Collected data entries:

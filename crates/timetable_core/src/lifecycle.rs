//! crates/timetable_core/src/lifecycle.rs
//!
//! Guards for the draft -> published -> archived lifecycle. Each check is a
//! pure function of the timetable as read and the caller's request.

use crate::domain::{MetadataEdit, Timetable};
use crate::error::{ConflictKind, EngineError, EngineResult};
use uuid::Uuid;

pub const UNTITLED_TIMETABLE: &str = "Untitled Timetable";

/// What the search index must do after a metadata edit commits.
#[derive(Debug, Clone, Copy, PartialEq, Eq)]
pub enum IndexSync {
    Add,
    Remove,
    Unchanged,
}

/// Mutation paths: the caller must be the author.
pub fn ensure_owner(timetable: &Timetable, principal: Uuid) -> EngineResult<()> {
    if timetable.author_id != principal {
        return Err(EngineError::Forbidden);
    }
    Ok(())
}

/// Read paths: someone else's private timetable does not exist to the caller.
pub fn ensure_visible(timetable: &Timetable, principal: Uuid) -> EngineResult<()> {
    if !timetable.visible_to(principal) {
        return Err(EngineError::NotFound("timetable".to_string()));
    }
    Ok(())
}

pub fn check_copy(source: &Timetable) -> EngineResult<()> {
    if source.archived {
        return Err(ConflictKind::CopyArchived.into());
    }
    Ok(())
}

pub fn check_section_add(timetable: &Timetable) -> EngineResult<()> {
    if timetable.archived {
        return Err(ConflictKind::TimetableArchived.into());
    }
    if !timetable.draft {
        return Err(ConflictKind::NotDraft.into());
    }
    Ok(())
}

pub fn check_section_remove(timetable: &Timetable) -> EngineResult<()> {
    if timetable.archived {
        return Err(ConflictKind::TimetableArchived.into());
    }
    Ok(())
}

/// Validates a name/private/draft edit and decides the index follow-up.
///
/// Leaving the draft state or going public counts as publishing and needs a
/// non-empty timetable without warnings.
pub fn check_metadata_edit(timetable: &Timetable, edit: &MetadataEdit) -> EngineResult<IndexSync> {
    if edit.name.trim().is_empty() {
        return Err(EngineError::Invalid("timetable name must not be empty".to_string()));
    }
    if edit.draft && !edit.private {
        return Err(EngineError::Invalid("draft timetable can not be public".to_string()));
    }
    if timetable.archived && edit.draft {
        return Err(ConflictKind::ArchivedToDraft.into());
    }

    let publishing = !edit.draft || !edit.private;
    if publishing && timetable.sections.is_empty() {
        return Err(ConflictKind::PublishEmpty.into());
    }
    if publishing && !timetable.warnings.is_empty() {
        return Err(ConflictKind::PublishWithWarnings.into());
    }

    if !edit.draft && !edit.private {
        Ok(IndexSync::Add)
    } else if timetable.is_published() {
        Ok(IndexSync::Remove)
    } else {
        Ok(IndexSync::Unchanged)
    }
}
#[tokio::test]
async fn stale_version_surfaces_as_concurrent_modification() {
    let h = harness();
    let user = h.db.add_user(2023);
    let cs = h.db.add_course("CS F211", None, None);
    let l = h.db.add_section(&cs, SectionType::Lecture, &["M:2"]);
    let t = h.engine.create_timetable(user).await.unwrap();

    // Another process wins the race between our read and our write.
    let stale = h.db.stored(t.id);
    h.db.bump_version(t.id);

    let commit = timetable_core::mutation::plan_add(
        &stale,
        &l,
        &cs,
        &BTreeSet::from([SectionType::Lecture]),
    )
    .unwrap();
    let err: EngineError = timetable_core::DatabaseService::commit_section_change(&*h.db, commit)
        .await
        .unwrap_err()
        .into();
    assert!(matches!(err, EngineError::Conflict(ConflictKind::ConcurrentModification)));
}

#[tokio::test]
async fn concurrent_adds_cannot_both_take_the_same_slot() {
    let h = std::sync::Arc::new(harness());
    let user = h.db.add_user(2023);
    let a = h.db.add_course("CS F211", None, None);
    let b = h.db.add_course("CS F212", None, None);
    let a_l = h.db.add_section(&a, SectionType::Lecture, &["M:2"]);
    let b_l = h.db.add_section(&b, SectionType::Lecture, &["M:2"]);
    let t = h.engine.create_timetable(user).await.unwrap();

    let first = {
        let h = h.clone();
        tokio::spawn(async move { h.engine.add_section(user, t.id, a_l.id).await })
    };
    let second = {
        let h = h.clone();
        tokio::spawn(async move { h.engine.add_section(user, t.id, b_l.id).await })
    };
    let results = [first.await.unwrap(), second.await.unwrap()];

    assert_eq!(results.iter().filter(|r| r.is_ok()).count(), 1);
    assert_eq!(h.db.stored(t.id).timings.len(), 1);
}

#[tokio::test]
async fn only_the_owner_may_mutate_and_strangers_cannot_see_drafts() {
    let h = harness();
    let owner = h.db.add_user(2023);
    let stranger = h.db.add_user(2023);
    let cs = h.db.add_course("CS F211", None, None);
    let l = h.db.add_section(&cs, SectionType::Lecture, &["M:2"]);
    let t = h.engine.create_timetable(owner).await.unwrap();

    assert!(matches!(
        h.engine.add_section(stranger, t.id, l.id).await,
        Err(EngineError::Forbidden)
    ));
    assert!(matches!(
        h.engine.get_timetable(stranger, t.id).await,
        Err(EngineError::NotFound(_))
    ));
    assert!(matches!(
        h.engine.delete_timetable(stranger, t.id).await,
        Err(EngineError::Forbidden)
    ));
}

#[tokio::test]
async fn publishing_is_guarded_and_indexed_once() {
    let h = harness();
    let user = h.db.add_user(2023);
    let cs = h.db.add_course("CS F211", None, None);
    let l = h.db.add_section(&cs, SectionType::Lecture, &["M:2"]);
    let tut = h.db.add_section(&cs, SectionType::Tutorial, &["F:9"]);
    let t = h.engine.create_timetable(user).await.unwrap();

    assert!(matches!(
        h.engine.edit_metadata(user, t.id, publish()).await,
        Err(EngineError::Conflict(ConflictKind::PublishEmpty))
    ));
    h.engine.add_section(user, t.id, l.id).await.unwrap();
    assert!(matches!(
        h.engine.edit_metadata(user, t.id, publish()).await,
        Err(EngineError::Conflict(ConflictKind::PublishWithWarnings))
    ));
    assert!(h.index.calls().is_empty());

    h.engine.add_section(user, t.id, tut.id).await.unwrap();
    let published = h.engine.edit_metadata(user, t.id, publish()).await.unwrap();
    assert!(!published.draft && !published.private);
    assert_eq!(published.name, "Sem 1");
    assert_eq!(h.index.calls(), vec![IndexCall::Add(t.id)]);

    // Published timetables are readable by anyone but closed to new sections.
    let stranger = h.db.add_user(2020);
    assert!(h.engine.get_timetable(stranger, t.id).await.is_ok());
    let extra = h.db.add_section(&cs, SectionType::Practical, &["Th:7"]);
    assert!(matches!(
        h.engine.add_section(user, t.id, extra.id).await,
        Err(EngineError::Conflict(ConflictKind::NotDraft))
    ));
}

#[tokio::test]
async fn unpublishing_removes_from_the_index() {
    let h = harness();
    let user = h.db.add_user(2023);
    let cs = h.db.add_course("CS F211", None, None);
    let l = h.db.add_section(&cs, SectionType::Lecture, &["M:2"]);
    let t = h.engine.create_timetable(user).await.unwrap();
    h.engine.add_section(user, t.id, l.id).await.unwrap();
    h.engine.edit_metadata(user, t.id, publish()).await.unwrap();

    let private = MetadataEdit {
        name: "Sem 1".to_string(),
        private: true,
        draft: false,
    };
    h.engine.edit_metadata(user, t.id, private).await.unwrap();
    assert_eq!(h.index.calls(), vec![IndexCall::Add(t.id), IndexCall::Remove(t.id)]);
}
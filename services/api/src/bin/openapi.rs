//! services/api/src/bin/openapi.rs
//!
//! Writes the OpenAPI document for the timetable endpoints. The output path
//! is the first argument and defaults to `openapi.json`.

use api_lib::web::ApiDoc;
use utoipa::OpenApi;

fn main() -> Result<(), Box<dyn std::error::Error>> {
    let path = std::env::args()
        .nth(1)
        .unwrap_or_else(|| "openapi.json".to_string());
    let spec_json = ApiDoc::openapi().to_pretty_json()?;
    std::fs::write(&path, spec_json)?;
    println!("OpenAPI specification written to {}", path);
    Ok(())
}
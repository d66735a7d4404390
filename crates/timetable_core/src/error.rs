//! crates/timetable_core/src/error.rs
//!
//! The error taxonomy every engine operation reports in.

use crate::codec::CodecError;
use crate::domain::{ExamKind, SectionType, SlotKey};
use crate::ports::PortError;

/// The expected, user-facing reasons a request is refused.
#[derive(Debug, Clone, PartialEq, Eq, thiserror::Error)]
pub enum ConflictKind {
    #[error("section clashes with {course_code} at {slot}")]
    ClassHourClash { course_code: String, slot: SlotKey },

    #[error("course's exam clashes with {course_code}'s {exam}")]
    ExamHourClash { course_code: String, exam: ExamKind },

    #[error("can't have multiple sections of type {section_type} for {course_code}")]
    DuplicateSectionType {
        course_code: String,
        section_type: SectionType,
    },

    #[error("course {0} is archived")]
    CourseArchived(String),

    #[error("timetable is archived")]
    TimetableArchived,

    #[error("timetable is not a draft")]
    NotDraft,

    #[error("archived timetable can not be a draft")]
    ArchivedToDraft,

    #[error("cannot publish empty timetable")]
    PublishEmpty,

    #[error("cannot publish timetable with warnings")]
    PublishWithWarnings,

    #[error("timetable is archived. cannot copy old timetables")]
    CopyArchived,

    #[error("timetable was modified concurrently, reload and try again")]
    ConcurrentModification,
}

#[derive(Debug, thiserror::Error)]
pub enum EngineError {
    #[error("{0} not found")]
    NotFound(String),

    #[error("user does not own timetable")]
    Forbidden,

    #[error(transparent)]
    Conflict(#[from] ConflictKind),

    #[error("Invalid request: {0}")]
    Invalid(String),

    #[error("Search index error: {0}")]
    Upstream(String),

    #[error("Internal error: {0}")]
    Internal(String),
}

/// A convenience type alias for `Result<T, EngineError>`.
pub type EngineResult<T> = Result<T, EngineError>;

impl From<PortError> for EngineError {
    fn from(err: PortError) -> Self {
        match err {
            PortError::NotFound(what) => EngineError::NotFound(what),
            PortError::Conflict(_) => EngineError::Conflict(ConflictKind::ConcurrentModification),
            PortError::Unauthorized => EngineError::Forbidden,
            PortError::Unexpected(msg) => EngineError::Internal(msg),
        }
    }
}

// Catalog or stored data that does not decode is our fault, not the caller's.
impl From<CodecError> for EngineError {
    fn from(err: CodecError) -> Self {
        EngineError::Internal(err.to_string())
    }
}
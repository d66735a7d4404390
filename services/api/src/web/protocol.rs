//! services/api/src/web/protocol.rs
//!
//! Defines the JSON payloads exchanged with the browser client. Timetables
//! leave the service with obfuscated ids and their `timings`, `examTimes` and
//! `warnings` in the persisted string encodings.

use crate::adapters::ids::{IdCodecError, TimetableIdCodec};
use chrono::{DateTime, Utc};
use serde::{Deserialize, Serialize};
use timetable_core::codec::{encode_exam_time, encode_timing, encode_warning};
use timetable_core::{Course, CourseWithSections, Section, Timetable};
use utoipa::ToSchema;
use uuid::Uuid;

//=========================================================================================
// Requests
//=========================================================================================

/// Names a catalog section to add to or remove from a timetable.
#[derive(Deserialize, Debug, ToSchema)]
#[serde(rename_all = "camelCase")]
pub struct SectionRequest {
    pub section_id: Uuid,
}

#[derive(Deserialize, Debug, ToSchema)]
#[serde(rename_all = "camelCase")]
pub struct EditTimetableRequest {
    pub name: String,
    pub is_private: bool,
    pub is_draft: bool,
}

//=========================================================================================
// Responses
//=========================================================================================

#[derive(Serialize, Deserialize, Debug, Clone, PartialEq, ToSchema)]
#[serde(rename_all = "camelCase")]
pub struct SectionView {
    pub id: Uuid,
    pub course_id: Uuid,
    /// `L`, `P` or `T`.
    #[serde(rename = "type")]
    pub section_type: String,
    pub number: i32,
    pub instructors: Vec<String>,
    pub room_time: Vec<String>,
}

impl From<&Section> for SectionView {
    fn from(section: &Section) -> Self {
        Self {
            id: section.id,
            course_id: section.course_id,
            section_type: section.section_type.code().to_string(),
            number: section.number,
            instructors: section.instructors.clone(),
            room_time: section.room_time.clone(),
        }
    }
}

/// A full timetable snapshot. This is also the document the search index
/// stores for published timetables.
#[derive(Serialize, Deserialize, Debug, Clone, PartialEq, ToSchema)]
#[serde(rename_all = "camelCase")]
pub struct TimetableView {
    pub id: String,
    pub author_id: Uuid,
    pub name: String,
    pub degrees: Vec<String>,
    pub private: bool,
    pub draft: bool,
    pub archived: bool,
    pub acad_year: i32,
    pub year: i32,
    pub semester: i32,
    pub sections: Vec<SectionView>,
    pub timings: Vec<String>,
    pub exam_times: Vec<String>,
    pub warnings: Vec<String>,
    pub created_at: DateTime<Utc>,
    pub last_updated: DateTime<Utc>,
}

impl TimetableView {
    pub fn from_domain(
        timetable: &Timetable,
        ids: &TimetableIdCodec,
    ) -> Result<Self, IdCodecError> {
        Ok(Self {
            id: ids.encode(timetable.id)?,
            author_id: timetable.author_id,
            name: timetable.name.clone(),
            degrees: timetable.degrees.clone(),
            private: timetable.private,
            draft: timetable.draft,
            archived: timetable.archived,
            acad_year: timetable.acad_year,
            year: timetable.year,
            semester: timetable.semester,
            sections: timetable.sections.iter().map(SectionView::from).collect(),
            timings: timetable.timings.iter().map(encode_timing).collect(),
            exam_times: timetable.exam_times.iter().map(encode_exam_time).collect(),
            warnings: timetable.warnings.iter().map(encode_warning).collect(),
            created_at: timetable.created_at,
            last_updated: timetable.last_updated,
        })
    }
}

#[derive(Serialize, Debug, Clone, PartialEq, ToSchema)]
#[serde(rename_all = "camelCase")]
pub struct CourseView {
    pub id: Uuid,
    pub code: String,
    pub name: String,
    pub archived: bool,
    pub midsem_start_time: Option<DateTime<Utc>>,
    pub midsem_end_time: Option<DateTime<Utc>>,
    pub compre_start_time: Option<DateTime<Utc>>,
    pub compre_end_time: Option<DateTime<Utc>>,
}

impl From<Course> for CourseView {
    fn from(course: Course) -> Self {
        Self {
            id: course.id,
            code: course.code,
            name: course.name,
            archived: course.archived,
            midsem_start_time: course.midsem_start_time,
            midsem_end_time: course.midsem_end_time,
            compre_start_time: course.compre_start_time,
            compre_end_time: course.compre_end_time,
        }
    }
}

/// A course with every section it offers.
#[derive(Serialize, Debug, ToSchema)]
#[serde(rename_all = "camelCase")]
pub struct CourseDetailView {
    #[serde(flatten)]
    pub course: CourseView,
    pub sections: Vec<SectionView>,
}

impl From<CourseWithSections> for CourseDetailView {
    fn from(detail: CourseWithSections) -> Self {
        Self {
            sections: detail.sections.iter().map(SectionView::from).collect(),
            course: detail.course.into(),
        }
    }
}

/// Returned by create and copy.
#[derive(Serialize, Debug, ToSchema)]
pub struct CreatedTimetable {
    pub id: String,
}

#[derive(Serialize, Debug, ToSchema)]
pub struct MessageResponse {
    pub message: String,
}
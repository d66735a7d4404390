pub mod clash;
pub mod codec;
pub mod domain;
pub mod engine;
pub mod error;
pub mod lifecycle;
pub mod locks;
pub mod mutation;
pub mod ports;
pub mod warnings;

pub use domain::{
    Course, CourseWithSections, ExamInterval, ExamKind, MetadataEdit, NewTimetable, Section,
    SectionType, SlotKey, Timetable, TimetableId, TimingEntry, UserProfile, Warning,
};
pub use engine::{AcademicTerm, TimetableEngine};
pub use error::{ConflictKind, EngineError, EngineResult};
pub use ports::{
    CatalogService, DatabaseService, Membership, PortError, PortResult, SearchIndexService,
    SectionCommit,
};
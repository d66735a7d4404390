//! services/api/src/adapters/search.rs
//!
//! The concrete implementation of the `SearchIndexService` port. Published
//! timetables are pushed to the external search service over HTTP.

use crate::adapters::ids::TimetableIdCodec;
use crate::web::protocol::TimetableView;
use async_trait::async_trait;
use reqwest::{Client, Response};
use serde::Serialize;
use std::sync::Arc;
use std::time::Duration;
use timetable_core::{PortError, PortResult, SearchIndexService, Timetable, TimetableId};

#[derive(Serialize)]
struct RemoveRequest {
    id: String,
}

pub struct SearchIndexAdapter {
    client: Client,
    base_url: String,
    ids: Arc<TimetableIdCodec>,
}

impl SearchIndexAdapter {
    /// Creates a new `SearchIndexAdapter` for the service at `base_url`.
    pub fn new(
        base_url: &str,
        timeout: Duration,
        ids: Arc<TimetableIdCodec>,
    ) -> Result<Self, reqwest::Error> {
        let client = Client::builder()
            .connect_timeout(Duration::from_secs(5))
            .timeout(timeout)
            .build()?;
        Ok(Self {
            client,
            base_url: base_url.trim_end_matches('/').to_string(),
            ids,
        })
    }

    fn url(&self, path: &str) -> String {
        format!("{}{}", self.base_url, path)
    }

    fn encode_id(&self, id: TimetableId) -> PortResult<String> {
        self.ids
            .encode(id)
            .map_err(|e| PortError::Unexpected(e.to_string()))
    }
}

/// Anything but a 2xx is a failed index update.
async fn ensure_success(response: Response) -> PortResult<()> {
    let status = response.status();
    if status.is_success() {
        return Ok(());
    }
    let body = response.text().await.unwrap_or_default();
    Err(PortError::Unexpected(format!(
        "search service returned {}: {}",
        status, body
    )))
}

fn unreachable(e: reqwest::Error) -> PortError {
    PortError::Unexpected(format!("search service request failed: {}", e))
}

#[async_trait]
impl SearchIndexService for SearchIndexAdapter {
    async fn add_timetable(&self, timetable: &Timetable) -> PortResult<()> {
        let snapshot = TimetableView::from_domain(timetable, &self.ids)
            .map_err(|e| PortError::Unexpected(e.to_string()))?;
        let response = self
            .client
            .post(self.url("/timetable/add"))
            .json(&snapshot)
            .send()
            .await
            .map_err(unreachable)?;
        ensure_success(response).await
    }

    async fn remove_timetable(&self, id: TimetableId) -> PortResult<()> {
        let body = RemoveRequest {
            id: self.encode_id(id)?,
        };
        let response = self
            .client
            .delete(self.url("/timetable/remove"))
            .json(&body)
            .send()
            .await
            .map_err(unreachable)?;
        ensure_success(response).await
    }
}
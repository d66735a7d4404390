//! In-memory port implementations shared by the engine tests.

#![allow(dead_code)]

use async_trait::async_trait;
use chrono::{DateTime, TimeZone, Utc};
use std::collections::{BTreeSet, HashMap};
use std::sync::atomic::{AtomicBool, AtomicUsize, Ordering};
use std::sync::{Arc, Mutex};
use timetable_core::{
    AcademicTerm, CatalogService, Course, CourseWithSections, DatabaseService, Membership,
    MetadataEdit, NewTimetable, PortError, PortResult, SearchIndexService, Section,
    SectionCommit, SectionType, Timetable, TimetableEngine, TimetableId, UserProfile,
};
use uuid::Uuid;

#[derive(Default)]
struct State {
    next_id: TimetableId,
    timetables: HashMap<TimetableId, Timetable>,
    users: HashMap<Uuid, UserProfile>,
    sections: HashMap<Uuid, Section>,
    courses: HashMap<Uuid, Course>,
}

/// Store and catalog in one, the way the Postgres adapter is.
#[derive(Default)]
pub struct InMemoryDb {
    state: Mutex<State>,
    pub fail_commits: AtomicBool,
    pub fail_reads: AtomicBool,
    pub timetable_reads: AtomicUsize,
}

impl InMemoryDb {
    pub fn add_user(&self, batch: i32) -> Uuid {
        let user_id = Uuid::new_v4();
        self.state.lock().unwrap().users.insert(
            user_id,
            UserProfile {
                user_id,
                degrees: vec!["A7".to_string()],
                batch,
            },
        );
        user_id
    }

    pub fn add_course(
        &self,
        code: &str,
        midsem: Option<(u32, u32)>,
        compre: Option<(u32, u32)>,
    ) -> Course {
        let course = Course {
            id: Uuid::new_v4(),
            code: code.to_string(),
            name: code.to_string(),
            archived: false,
            midsem_start_time: midsem.map(|(s, _)| exam_day(s)),
            midsem_end_time: midsem.map(|(_, e)| exam_day(e)),
            compre_start_time: compre.map(|(s, _)| exam_day(s) + chrono::Duration::days(60)),
            compre_end_time: compre.map(|(_, e)| exam_day(e) + chrono::Duration::days(60)),
        };
        self.state.lock().unwrap().courses.insert(course.id, course.clone());
        course
    }

    pub fn add_section(
        &self,
        course: &Course,
        section_type: SectionType,
        slots: &[&str],
    ) -> Section {
        let section = Section {
            id: Uuid::new_v4(),
            course_id: course.id,
            section_type,
            number: 1,
            instructors: vec!["Prof".to_string()],
            room_time: slots.iter().map(|s| format!("F102:MAIN:{s}")).collect(),
        };
        self.state.lock().unwrap().sections.insert(section.id, section.clone());
        section
    }

    pub fn stored(&self, id: TimetableId) -> Timetable {
        self.state.lock().unwrap().timetables[&id].clone()
    }

    pub fn set_flags(&self, id: TimetableId, draft: bool, private: bool, archived: bool) {
        let mut state = self.state.lock().unwrap();
        let t = state.timetables.get_mut(&id).unwrap();
        t.draft = draft;
        t.private = private;
        t.archived = archived;
    }

    pub fn archive_course(&self, course_id: Uuid) {
        self.state.lock().unwrap().courses.get_mut(&course_id).unwrap().archived = true;
    }

    pub fn reads(&self) -> usize {
        self.timetable_reads.load(Ordering::SeqCst)
    }

    /// Simulates a writer in another process bumping the version.
    pub fn bump_version(&self, id: TimetableId) {
        self.state.lock().unwrap().timetables.get_mut(&id).unwrap().version += 1;
    }
}

pub fn exam_day(hour: u32) -> DateTime<Utc> {
    Utc.with_ymd_and_hms(2024, 3, 5, hour, 0, 0).unwrap()
}

#[async_trait]
impl DatabaseService for InMemoryDb {
    async fn get_user(&self, user_id: Uuid) -> PortResult<UserProfile> {
        self.state
            .lock()
            .unwrap()
            .users
            .get(&user_id)
            .cloned()
            .ok_or_else(|| PortError::NotFound("user".to_string()))
    }

    async fn validate_auth_session(&self, _session_id: &str) -> PortResult<Uuid> {
        Err(PortError::Unauthorized)
    }

    async fn get_timetable(&self, id: TimetableId) -> PortResult<Timetable> {
        self.timetable_reads.fetch_add(1, Ordering::SeqCst);
        if self.fail_reads.load(Ordering::SeqCst) {
            return Err(PortError::Unexpected("connection reset".to_string()));
        }
        self.state
            .lock()
            .unwrap()
            .timetables
            .get(&id)
            .cloned()
            .ok_or_else(|| PortError::NotFound("timetable".to_string()))
    }

    async fn insert_timetable(&self, new: NewTimetable) -> PortResult<Timetable> {
        let mut state = self.state.lock().unwrap();
        state.next_id += 1;
        let now = Utc::now();
        let timetable = Timetable {
            id: state.next_id,
            author_id: new.author_id,
            name: new.name,
            degrees: new.degrees,
            private: true,
            draft: true,
            archived: false,
            acad_year: new.acad_year,
            year: new.year,
            semester: new.semester,
            sections: new.sections,
            timings: new.timings,
            exam_times: new.exam_times,
            warnings: new.warnings,
            version: 0,
            created_at: now,
            last_updated: now,
        };
        state.timetables.insert(timetable.id, timetable.clone());
        Ok(timetable)
    }

    async fn commit_section_change(&self, commit: SectionCommit) -> PortResult<()> {
        if self.fail_commits.load(Ordering::SeqCst) {
            return Err(PortError::Unexpected("connection reset".to_string()));
        }
        let mut state = self.state.lock().unwrap();
        let attached = match &commit.membership {
            Membership::Attach(id) => Some(
                state
                    .sections
                    .get(id)
                    .cloned()
                    .ok_or_else(|| PortError::NotFound("section".to_string()))?,
            ),
            Membership::Detach(_) => None,
        };
        let t = state
            .timetables
            .get_mut(&commit.timetable_id)
            .ok_or_else(|| PortError::NotFound("timetable".to_string()))?;
        if t.version != commit.expected_version {
            return Err(PortError::Conflict(format!("timetable {} changed", t.id)));
        }
        match commit.membership {
            Membership::Attach(_) => t.sections.extend(attached),
            Membership::Detach(id) => t.sections.retain(|s| s.id != id),
        }
        t.timings = commit.timings;
        t.warnings = commit.warnings;
        if let Some(exam_times) = commit.exam_times {
            t.exam_times = exam_times;
        }
        t.version += 1;
        t.last_updated = Utc::now();
        Ok(())
    }

    async fn update_metadata(
        &self,
        id: TimetableId,
        expected_version: i64,
        edit: &MetadataEdit,
    ) -> PortResult<Timetable> {
        let mut state = self.state.lock().unwrap();
        let t = state
            .timetables
            .get_mut(&id)
            .ok_or_else(|| PortError::NotFound("timetable".to_string()))?;
        if t.version != expected_version {
            return Err(PortError::Conflict(format!("timetable {id} changed")));
        }
        t.name = edit.name.clone();
        t.private = edit.private;
        t.draft = edit.draft;
        t.version += 1;
        Ok(t.clone())
    }

    async fn delete_timetable(&self, id: TimetableId) -> PortResult<()> {
        self.state
            .lock()
            .unwrap()
            .timetables
            .remove(&id)
            .map(|_| ())
            .ok_or_else(|| PortError::NotFound("timetable".to_string()))
    }
}

#[async_trait]
impl CatalogService for InMemoryDb {
    async fn get_section(&self, section_id: Uuid) -> PortResult<Section> {
        self.state
            .lock()
            .unwrap()
            .sections
            .get(&section_id)
            .cloned()
            .ok_or_else(|| PortError::NotFound("section".to_string()))
    }

    async fn get_course(&self, course_id: Uuid) -> PortResult<Course> {
        self.state
            .lock()
            .unwrap()
            .courses
            .get(&course_id)
            .cloned()
            .ok_or_else(|| PortError::NotFound("course".to_string()))
    }

    async fn get_offered_section_types(&self, course_id: Uuid) -> PortResult<Vec<SectionType>> {
        let types: BTreeSet<SectionType> = self
            .state
            .lock()
            .unwrap()
            .sections
            .values()
            .filter(|s| s.course_id == course_id)
            .map(|s| s.section_type)
            .collect();
        Ok(types.into_iter().collect())
    }

    async fn list_courses(&self) -> PortResult<Vec<Course>> {
        let mut courses: Vec<Course> = self
            .state
            .lock()
            .unwrap()
            .courses
            .values()
            .filter(|c| !c.archived)
            .cloned()
            .collect();
        courses.sort_by(|a, b| a.code.cmp(&b.code));
        Ok(courses)
    }

    async fn get_course_with_sections(&self, course_id: Uuid) -> PortResult<CourseWithSections> {
        let course = self.get_course(course_id).await?;
        let mut sections: Vec<Section> = self
            .state
            .lock()
            .unwrap()
            .sections
            .values()
            .filter(|s| s.course_id == course_id)
            .cloned()
            .collect();
        sections.sort_by_key(|s| (s.section_type, s.number));
        Ok(CourseWithSections { course, sections })
    }
}

#[derive(Debug, Clone, PartialEq, Eq)]
pub enum IndexCall {
    Add(TimetableId),
    Remove(TimetableId),
}

#[derive(Default)]
pub struct RecordingIndex {
    pub calls: Mutex<Vec<IndexCall>>,
    pub fail: AtomicBool,
}

impl RecordingIndex {
    pub fn calls(&self) -> Vec<IndexCall> {
        self.calls.lock().unwrap().clone()
    }

    fn record(&self, call: IndexCall) -> PortResult<()> {
        if self.fail.load(Ordering::SeqCst) {
            return Err(PortError::Unexpected("search service returned 503".to_string()));
        }
        self.calls.lock().unwrap().push(call);
        Ok(())
    }
}

#[async_trait]
impl SearchIndexService for RecordingIndex {
    async fn add_timetable(&self, timetable: &Timetable) -> PortResult<()> {
        self.record(IndexCall::Add(timetable.id))
    }

    async fn remove_timetable(&self, id: TimetableId) -> PortResult<()> {
        self.record(IndexCall::Remove(id))
    }
}

pub struct Harness {
    pub db: Arc<InMemoryDb>,
    pub index: Arc<RecordingIndex>,
    pub engine: TimetableEngine,
}

pub fn harness() -> Harness {
    let db = Arc::new(InMemoryDb::default());
    let index = Arc::new(RecordingIndex::default());
    let engine = TimetableEngine::new(
        db.clone(),
        db.clone(),
        index.clone(),
        AcademicTerm {
            acad_year: 2024,
            semester: 1,
        },
    );
    Harness { db, index, engine }
}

Exercise directions:
Copy all lines above where "Unexpected" is present.

Exercise solution:
            PortError::Unexpected(msg) => EngineError::Internal(msg),
            .map_err(|e| PortError::Unexpected(e.to_string()))
    Err(PortError::Unexpected(format!(
    PortError::Unexpected(format!("search service request failed: {}", e))
            .map_err(|e| PortError::Unexpected(e.to_string()))?;
            return Err(PortError::Unexpected("connection reset".to_string()));
            return Err(PortError::Unexpected("connection reset".to_string()));
            return Err(PortError::Unexpected("search service returned 503".to_string()));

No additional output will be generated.